--- RECORDED INFORMATION Enclosed Below ---
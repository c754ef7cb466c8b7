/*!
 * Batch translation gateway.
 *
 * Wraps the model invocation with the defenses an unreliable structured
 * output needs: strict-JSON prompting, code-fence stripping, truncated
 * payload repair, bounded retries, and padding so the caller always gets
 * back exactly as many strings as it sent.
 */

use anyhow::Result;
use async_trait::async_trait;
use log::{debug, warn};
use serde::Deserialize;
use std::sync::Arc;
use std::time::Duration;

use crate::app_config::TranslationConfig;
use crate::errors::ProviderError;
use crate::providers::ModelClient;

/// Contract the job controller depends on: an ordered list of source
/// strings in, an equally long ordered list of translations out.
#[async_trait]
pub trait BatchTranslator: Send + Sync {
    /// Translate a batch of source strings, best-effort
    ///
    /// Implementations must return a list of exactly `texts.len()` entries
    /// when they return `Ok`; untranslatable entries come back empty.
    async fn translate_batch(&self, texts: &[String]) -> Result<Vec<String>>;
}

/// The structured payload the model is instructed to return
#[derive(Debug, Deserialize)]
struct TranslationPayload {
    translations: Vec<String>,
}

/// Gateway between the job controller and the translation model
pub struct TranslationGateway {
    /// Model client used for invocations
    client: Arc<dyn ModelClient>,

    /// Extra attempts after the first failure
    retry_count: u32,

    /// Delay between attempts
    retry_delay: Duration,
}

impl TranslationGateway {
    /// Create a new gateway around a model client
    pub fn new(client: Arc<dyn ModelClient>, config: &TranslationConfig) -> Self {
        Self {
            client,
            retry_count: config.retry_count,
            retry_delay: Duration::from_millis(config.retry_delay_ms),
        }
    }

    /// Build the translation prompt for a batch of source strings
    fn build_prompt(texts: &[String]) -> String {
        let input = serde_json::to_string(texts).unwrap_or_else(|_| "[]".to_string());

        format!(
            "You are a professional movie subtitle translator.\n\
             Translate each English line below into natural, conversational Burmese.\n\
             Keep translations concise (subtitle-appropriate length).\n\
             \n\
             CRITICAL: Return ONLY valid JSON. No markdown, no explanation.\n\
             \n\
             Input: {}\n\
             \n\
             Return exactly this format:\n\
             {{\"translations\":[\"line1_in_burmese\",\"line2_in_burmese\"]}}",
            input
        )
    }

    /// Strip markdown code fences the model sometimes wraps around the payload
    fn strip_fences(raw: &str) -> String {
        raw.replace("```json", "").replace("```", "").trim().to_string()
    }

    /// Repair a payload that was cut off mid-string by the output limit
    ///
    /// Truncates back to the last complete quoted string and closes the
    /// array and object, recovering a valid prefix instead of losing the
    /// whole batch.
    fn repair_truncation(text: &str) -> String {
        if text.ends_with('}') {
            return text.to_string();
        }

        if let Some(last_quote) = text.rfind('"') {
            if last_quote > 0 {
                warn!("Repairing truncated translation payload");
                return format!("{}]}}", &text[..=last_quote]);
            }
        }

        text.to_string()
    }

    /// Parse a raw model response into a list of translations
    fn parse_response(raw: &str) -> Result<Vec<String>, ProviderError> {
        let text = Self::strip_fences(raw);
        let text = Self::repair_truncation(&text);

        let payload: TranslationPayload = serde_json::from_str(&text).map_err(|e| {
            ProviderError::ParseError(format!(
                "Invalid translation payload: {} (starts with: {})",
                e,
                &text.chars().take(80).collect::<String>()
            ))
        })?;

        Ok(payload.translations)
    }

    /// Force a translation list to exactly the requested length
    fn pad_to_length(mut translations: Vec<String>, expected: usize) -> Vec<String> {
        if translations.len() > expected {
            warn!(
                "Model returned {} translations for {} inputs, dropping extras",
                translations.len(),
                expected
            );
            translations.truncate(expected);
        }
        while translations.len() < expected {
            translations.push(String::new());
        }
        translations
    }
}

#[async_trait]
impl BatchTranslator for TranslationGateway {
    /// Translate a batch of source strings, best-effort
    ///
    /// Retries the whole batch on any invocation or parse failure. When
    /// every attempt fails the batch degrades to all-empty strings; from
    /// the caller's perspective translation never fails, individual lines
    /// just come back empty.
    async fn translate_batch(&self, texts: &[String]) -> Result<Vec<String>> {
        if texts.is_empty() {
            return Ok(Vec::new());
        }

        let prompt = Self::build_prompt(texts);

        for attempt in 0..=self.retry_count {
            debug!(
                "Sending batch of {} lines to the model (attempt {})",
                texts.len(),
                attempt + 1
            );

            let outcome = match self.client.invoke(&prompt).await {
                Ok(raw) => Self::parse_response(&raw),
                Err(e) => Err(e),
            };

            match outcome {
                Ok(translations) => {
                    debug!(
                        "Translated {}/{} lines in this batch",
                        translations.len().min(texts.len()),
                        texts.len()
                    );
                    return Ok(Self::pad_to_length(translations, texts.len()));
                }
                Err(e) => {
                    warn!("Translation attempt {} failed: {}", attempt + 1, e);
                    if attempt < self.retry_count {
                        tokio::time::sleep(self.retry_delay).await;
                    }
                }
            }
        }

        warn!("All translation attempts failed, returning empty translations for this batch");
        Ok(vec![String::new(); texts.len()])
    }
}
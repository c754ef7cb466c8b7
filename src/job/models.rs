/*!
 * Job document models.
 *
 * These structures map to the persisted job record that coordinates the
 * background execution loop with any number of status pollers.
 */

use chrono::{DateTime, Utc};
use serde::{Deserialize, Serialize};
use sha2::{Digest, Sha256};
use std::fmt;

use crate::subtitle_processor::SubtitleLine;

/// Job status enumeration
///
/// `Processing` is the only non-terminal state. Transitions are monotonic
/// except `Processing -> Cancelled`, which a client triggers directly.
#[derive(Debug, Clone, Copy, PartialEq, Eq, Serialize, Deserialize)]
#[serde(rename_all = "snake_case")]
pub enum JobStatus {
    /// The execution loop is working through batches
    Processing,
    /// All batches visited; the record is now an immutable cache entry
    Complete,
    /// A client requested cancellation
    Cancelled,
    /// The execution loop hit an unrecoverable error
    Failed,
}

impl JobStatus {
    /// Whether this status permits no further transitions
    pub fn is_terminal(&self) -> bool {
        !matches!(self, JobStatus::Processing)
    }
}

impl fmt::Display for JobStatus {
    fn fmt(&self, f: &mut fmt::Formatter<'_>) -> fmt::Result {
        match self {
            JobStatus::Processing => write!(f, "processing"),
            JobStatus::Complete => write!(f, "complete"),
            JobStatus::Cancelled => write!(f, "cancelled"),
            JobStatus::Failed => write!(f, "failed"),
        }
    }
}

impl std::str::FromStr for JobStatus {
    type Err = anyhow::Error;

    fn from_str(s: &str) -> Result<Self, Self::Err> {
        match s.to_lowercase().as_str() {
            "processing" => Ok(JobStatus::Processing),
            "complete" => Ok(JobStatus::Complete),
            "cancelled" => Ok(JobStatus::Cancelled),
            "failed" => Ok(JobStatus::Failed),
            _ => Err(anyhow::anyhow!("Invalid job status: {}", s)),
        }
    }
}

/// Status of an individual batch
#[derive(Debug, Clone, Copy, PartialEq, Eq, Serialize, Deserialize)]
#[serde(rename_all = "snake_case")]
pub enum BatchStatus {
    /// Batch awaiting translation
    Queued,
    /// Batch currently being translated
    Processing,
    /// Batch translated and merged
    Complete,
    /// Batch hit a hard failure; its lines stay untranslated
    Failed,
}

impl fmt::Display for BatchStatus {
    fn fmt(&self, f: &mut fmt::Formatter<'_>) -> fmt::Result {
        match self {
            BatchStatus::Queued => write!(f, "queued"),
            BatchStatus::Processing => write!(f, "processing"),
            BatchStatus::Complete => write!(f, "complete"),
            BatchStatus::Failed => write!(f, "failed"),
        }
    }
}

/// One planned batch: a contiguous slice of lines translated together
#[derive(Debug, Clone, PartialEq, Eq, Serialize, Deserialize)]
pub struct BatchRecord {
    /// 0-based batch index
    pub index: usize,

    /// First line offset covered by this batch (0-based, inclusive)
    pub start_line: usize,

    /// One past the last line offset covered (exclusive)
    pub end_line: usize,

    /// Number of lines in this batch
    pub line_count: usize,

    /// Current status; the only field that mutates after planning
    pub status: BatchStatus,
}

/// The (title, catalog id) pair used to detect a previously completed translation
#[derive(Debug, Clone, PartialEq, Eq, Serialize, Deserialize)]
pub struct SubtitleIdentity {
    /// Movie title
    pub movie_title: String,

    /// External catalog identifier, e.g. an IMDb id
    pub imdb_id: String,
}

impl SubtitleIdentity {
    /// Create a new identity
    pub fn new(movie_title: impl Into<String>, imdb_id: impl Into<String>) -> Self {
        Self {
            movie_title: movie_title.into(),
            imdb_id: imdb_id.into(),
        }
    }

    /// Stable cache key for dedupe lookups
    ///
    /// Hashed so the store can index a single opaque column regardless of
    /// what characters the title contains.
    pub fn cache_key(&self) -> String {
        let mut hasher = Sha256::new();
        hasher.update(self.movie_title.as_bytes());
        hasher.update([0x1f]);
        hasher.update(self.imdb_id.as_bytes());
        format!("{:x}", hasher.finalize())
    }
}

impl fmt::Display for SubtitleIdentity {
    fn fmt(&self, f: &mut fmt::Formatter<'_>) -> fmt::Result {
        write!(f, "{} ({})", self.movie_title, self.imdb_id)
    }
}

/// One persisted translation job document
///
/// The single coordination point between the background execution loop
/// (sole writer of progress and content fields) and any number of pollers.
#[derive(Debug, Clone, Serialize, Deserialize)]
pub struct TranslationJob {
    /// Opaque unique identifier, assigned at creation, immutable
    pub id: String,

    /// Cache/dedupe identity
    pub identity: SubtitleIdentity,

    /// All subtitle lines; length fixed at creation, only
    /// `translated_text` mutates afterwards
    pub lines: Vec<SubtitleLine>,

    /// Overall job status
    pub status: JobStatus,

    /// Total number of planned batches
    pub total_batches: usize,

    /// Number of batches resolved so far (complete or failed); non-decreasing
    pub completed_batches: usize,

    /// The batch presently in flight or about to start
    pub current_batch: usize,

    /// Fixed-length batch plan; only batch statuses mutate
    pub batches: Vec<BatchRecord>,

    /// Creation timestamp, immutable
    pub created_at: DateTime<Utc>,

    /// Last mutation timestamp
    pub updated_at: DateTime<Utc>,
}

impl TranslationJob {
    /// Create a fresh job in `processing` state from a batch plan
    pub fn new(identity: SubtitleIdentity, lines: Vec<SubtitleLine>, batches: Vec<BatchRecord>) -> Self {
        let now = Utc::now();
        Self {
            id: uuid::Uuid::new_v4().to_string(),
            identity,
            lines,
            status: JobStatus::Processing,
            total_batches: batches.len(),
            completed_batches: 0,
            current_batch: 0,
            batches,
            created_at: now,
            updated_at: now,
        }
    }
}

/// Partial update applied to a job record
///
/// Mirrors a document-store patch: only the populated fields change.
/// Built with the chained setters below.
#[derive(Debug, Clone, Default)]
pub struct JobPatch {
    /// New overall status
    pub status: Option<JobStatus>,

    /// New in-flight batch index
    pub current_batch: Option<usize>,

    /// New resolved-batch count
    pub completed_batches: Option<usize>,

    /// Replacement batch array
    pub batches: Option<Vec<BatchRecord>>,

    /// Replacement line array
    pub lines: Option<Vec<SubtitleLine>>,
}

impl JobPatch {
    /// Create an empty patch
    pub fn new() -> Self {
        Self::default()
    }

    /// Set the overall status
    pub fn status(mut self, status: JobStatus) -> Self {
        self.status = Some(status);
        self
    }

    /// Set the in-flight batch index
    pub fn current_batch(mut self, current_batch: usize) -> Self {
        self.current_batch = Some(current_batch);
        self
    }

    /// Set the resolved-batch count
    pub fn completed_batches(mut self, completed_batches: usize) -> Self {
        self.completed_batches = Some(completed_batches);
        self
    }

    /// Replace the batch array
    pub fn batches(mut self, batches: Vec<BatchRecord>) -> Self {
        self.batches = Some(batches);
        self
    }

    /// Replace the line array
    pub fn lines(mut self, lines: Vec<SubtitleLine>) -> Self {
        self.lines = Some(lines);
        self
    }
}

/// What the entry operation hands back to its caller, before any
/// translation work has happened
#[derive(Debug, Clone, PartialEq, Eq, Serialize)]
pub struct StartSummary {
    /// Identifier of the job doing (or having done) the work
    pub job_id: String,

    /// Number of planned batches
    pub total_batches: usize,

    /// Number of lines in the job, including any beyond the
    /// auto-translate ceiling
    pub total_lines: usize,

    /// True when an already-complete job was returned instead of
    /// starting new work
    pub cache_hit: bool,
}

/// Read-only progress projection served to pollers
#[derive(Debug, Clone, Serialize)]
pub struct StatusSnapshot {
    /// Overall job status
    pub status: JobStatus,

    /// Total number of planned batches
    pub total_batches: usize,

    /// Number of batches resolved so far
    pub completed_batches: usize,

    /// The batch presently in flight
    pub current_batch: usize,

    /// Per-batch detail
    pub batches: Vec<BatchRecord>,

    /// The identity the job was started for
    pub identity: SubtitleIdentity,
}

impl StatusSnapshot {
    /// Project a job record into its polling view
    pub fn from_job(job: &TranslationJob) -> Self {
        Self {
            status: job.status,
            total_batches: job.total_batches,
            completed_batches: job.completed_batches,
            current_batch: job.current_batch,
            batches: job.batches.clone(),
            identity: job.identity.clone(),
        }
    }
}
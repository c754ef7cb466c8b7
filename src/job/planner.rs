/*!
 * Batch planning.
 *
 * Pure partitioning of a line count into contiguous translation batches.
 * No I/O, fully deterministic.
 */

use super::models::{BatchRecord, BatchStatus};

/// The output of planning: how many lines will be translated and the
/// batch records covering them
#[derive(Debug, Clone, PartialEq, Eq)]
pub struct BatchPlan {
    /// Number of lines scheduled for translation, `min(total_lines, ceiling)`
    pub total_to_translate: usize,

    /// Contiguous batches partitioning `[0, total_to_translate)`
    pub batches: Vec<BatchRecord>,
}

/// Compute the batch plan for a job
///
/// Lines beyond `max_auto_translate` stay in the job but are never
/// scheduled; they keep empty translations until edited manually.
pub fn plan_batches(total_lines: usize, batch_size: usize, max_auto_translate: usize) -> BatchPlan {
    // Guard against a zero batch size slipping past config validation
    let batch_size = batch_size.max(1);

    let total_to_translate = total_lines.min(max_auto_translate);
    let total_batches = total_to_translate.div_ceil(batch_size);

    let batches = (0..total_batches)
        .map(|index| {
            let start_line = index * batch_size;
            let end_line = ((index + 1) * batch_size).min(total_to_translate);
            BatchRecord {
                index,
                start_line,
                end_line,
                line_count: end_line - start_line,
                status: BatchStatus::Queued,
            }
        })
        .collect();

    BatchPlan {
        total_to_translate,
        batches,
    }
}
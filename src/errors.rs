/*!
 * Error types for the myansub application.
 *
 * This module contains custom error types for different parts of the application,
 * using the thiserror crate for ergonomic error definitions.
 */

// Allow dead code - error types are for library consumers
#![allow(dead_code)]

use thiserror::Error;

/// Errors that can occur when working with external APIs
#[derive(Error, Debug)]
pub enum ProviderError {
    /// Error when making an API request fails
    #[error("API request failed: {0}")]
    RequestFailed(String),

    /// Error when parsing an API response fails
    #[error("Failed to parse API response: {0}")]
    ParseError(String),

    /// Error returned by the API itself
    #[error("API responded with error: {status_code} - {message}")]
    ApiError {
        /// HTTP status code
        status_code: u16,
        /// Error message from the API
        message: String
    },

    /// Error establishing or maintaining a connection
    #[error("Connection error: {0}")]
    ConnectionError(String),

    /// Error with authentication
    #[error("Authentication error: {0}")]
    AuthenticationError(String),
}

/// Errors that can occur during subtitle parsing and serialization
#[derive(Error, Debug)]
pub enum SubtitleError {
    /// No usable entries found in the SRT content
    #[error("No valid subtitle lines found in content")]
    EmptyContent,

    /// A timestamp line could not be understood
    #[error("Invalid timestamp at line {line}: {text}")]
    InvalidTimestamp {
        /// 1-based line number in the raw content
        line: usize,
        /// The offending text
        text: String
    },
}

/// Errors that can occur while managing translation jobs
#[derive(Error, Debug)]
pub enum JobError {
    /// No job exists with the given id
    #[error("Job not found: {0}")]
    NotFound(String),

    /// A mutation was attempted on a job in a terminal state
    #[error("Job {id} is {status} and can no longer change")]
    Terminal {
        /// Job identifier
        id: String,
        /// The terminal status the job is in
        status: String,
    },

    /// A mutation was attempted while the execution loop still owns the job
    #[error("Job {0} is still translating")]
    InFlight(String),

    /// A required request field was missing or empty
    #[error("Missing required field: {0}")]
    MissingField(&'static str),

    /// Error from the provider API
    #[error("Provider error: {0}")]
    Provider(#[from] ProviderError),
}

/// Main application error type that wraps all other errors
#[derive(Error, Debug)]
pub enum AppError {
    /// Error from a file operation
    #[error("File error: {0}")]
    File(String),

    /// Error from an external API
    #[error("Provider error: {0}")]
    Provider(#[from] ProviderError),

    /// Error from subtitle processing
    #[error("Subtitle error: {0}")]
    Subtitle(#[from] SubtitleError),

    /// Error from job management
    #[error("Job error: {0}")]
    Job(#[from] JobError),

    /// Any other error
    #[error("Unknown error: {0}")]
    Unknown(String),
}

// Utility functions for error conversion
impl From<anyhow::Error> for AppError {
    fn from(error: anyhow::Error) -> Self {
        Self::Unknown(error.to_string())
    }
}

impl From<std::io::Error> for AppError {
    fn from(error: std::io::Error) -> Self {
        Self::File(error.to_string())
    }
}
--- End of Enclosed RECORDED INFORMATION ---
What is needed is every line from the start of the entries through the line containing "code-fence stripping, truncated", returned word for word and nothing else.

RESULT
repository c754ef7cb466c8b7
/*!
 * Batch translation gateway.
 *
 * Wraps the model invocation with the defenses an unreliable structured
 * output needs: strict-JSON prompting, code-fence stripping, truncated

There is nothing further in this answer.